Okay, me thinks, I’m a sucker for paid punishment.
I pay. I watch. I wonder about my judgment skills.
The baseline is this.
I cited the ‘I shall abide by you’ marital vow and bulldozed the husband to be my movie companion while the children goaded him to be stronger and run for his life. The scarring memories of Zero were still fresh in everyone’s memory. Poor husband capitulated.
As the husband came home after downing the mandatory expensive movie munchies, he said to his darling dotty, “Tu badi lucky hai. You chose wisely to stay home.”
Me thinks, he is seriously redrawing the marital vows to escape the future punishing endorsements of his love for me.
Acchaji. Let’s get down to the real issue.
What is the movie all about?
Since I read all the reviews and still chose to go, it shows how nutty I am. And if you are basing your ‘To-Be or Not-To-Be’ dilemma on this piece, well, read on…
This being a Salman Khan flick, if you are looking for Oscar-worthy material, well you should be given the ‘Golden Kela’ award.
Bharat is that fruit punch where all those big chunks with seeds are there for you to savour and spit simultaneously.
Okay, there is that ‘Border’ing obsession, the unconditional love for a little girl – don’t be naughty, we aren’t talking about Disha Patani!
Aman, shanti, destinies separated by countries, National Anthem and of course the sassiest Katrina Kaif, the fiery femme-fatale who says, ‘I think, mouth and do, what I like!’ That’s one fine line to carry home.
What is with her wild curls though? For most of the film she looks as though she abhors a comb and has managed to plug in all her fingers into the nearest electrical socket.
There is that all-encompassing and overpowering burden of a ‘vachan’ (vow). Young boy promises his dad and spends a lifetime making sure he holds up and stands up tall to that promise, managing five cool looks, acing all kinds of odd jobs across the globe, bashing up baddies, all without a strand of hair out of place. So brawny I tell you. Now, who in our epics had such daddy issues. Don’t go Hey-Ram on me now, alright?

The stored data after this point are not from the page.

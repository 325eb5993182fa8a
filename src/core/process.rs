//! Control over the agent's own process and host.

use crate::core::error::RunnerError;
use std::process::Command;
use std::sync::atomic::{AtomicBool, Ordering};
use tracing::{info, warn};

pub trait ProcessControl: Send + Sync {
    /// Asks the accept loop to stop after the current connection.
    fn request_quit(&self);
    fn quit_requested(&self) -> bool;
    /// Replaces the running agent with a fresh instance.
    fn restart(&self) -> Result<(), RunnerError>;
    fn reboot(&self) -> Result<(), RunnerError>;
}

#[derive(Debug, Default)]
pub struct SystemProcess {
    quit: AtomicBool,
    reboot_command: Option<String>,
}

impl SystemProcess {
    pub fn new(reboot_command: Option<String>) -> Self {
        Self {
            quit: AtomicBool::new(false),
            reboot_command,
        }
    }
}

impl ProcessControl for SystemProcess {
    fn request_quit(&self) {
        self.quit.store(true, Ordering::SeqCst);
    }

    fn quit_requested(&self) -> bool {
        self.quit.load(Ordering::SeqCst)
    }

    fn restart(&self) -> Result<(), RunnerError> {
        let exe = std::env::current_exe()?;
        let args: Vec<String> = std::env::args().skip(1).collect();
        info!(exe = %exe.display(), "restarting agent");
        Command::new(&exe).args(&args).spawn()?;
        std::process::exit(0);
    }

    fn reboot(&self) -> Result<(), RunnerError> {
        let Some(cmd) = self.reboot_command.as_deref() else {
            warn!("reboot requested but no reboot command configured");
            return Err(RunnerError::server("no reboot command configured"));
        };
        info!(command = cmd, "rebooting host");
        let status = Command::new("sh").arg("-c").arg(cmd).status()?;
        if status.success() {
            Ok(())
        } else {
            Err(RunnerError::server(format!("reboot command exited with {status}")))
        }
    }
}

Accha, there is a live-in angle too, with Mommie-Dearest’s blessings.
Tomorrow, don’t be too surprised, if your progeny says, ‘When Bharat-Bhai does a live-in, his Ma says with tears in her eyes and smiles on her much-pinched face, ‘Go ahead Beta! Make Your Day. And you can’t do the same for me?”
Before election 2019, all our gyaani pundits said, “This man is the great divider of India!”. Yet he came back with a thumper majority no?
Like that only, all the great reviewers will say, “What is this unnecessary picture? No head or tale! Bloody Bakwaas” and the movie-watchers will go anyways. Who knows, Bharat might be a big hit too!
Haters will be hating,
Posters will be posting,
Watchers will nonetheless be watching.
Point to ponder – For the amount I spent today, I could easily get a year’s subscription of Netflix and Prime combined. So much streaming to get inspired by!
Statutory Warning: The shirt doesn’t come off. Only delicately placed banian shots showcasing bronzed biceps!
So are you heading out to watch?
Anupama Jain is the author of: * ’Kings Saviours & Scoundrels -Timeless Tales from Katha Sarita Sagara’, listed as one of the best books of 2022 by @Wordsopedia. Rooted in the traditional storytelling of Indian legends, warriors, read more...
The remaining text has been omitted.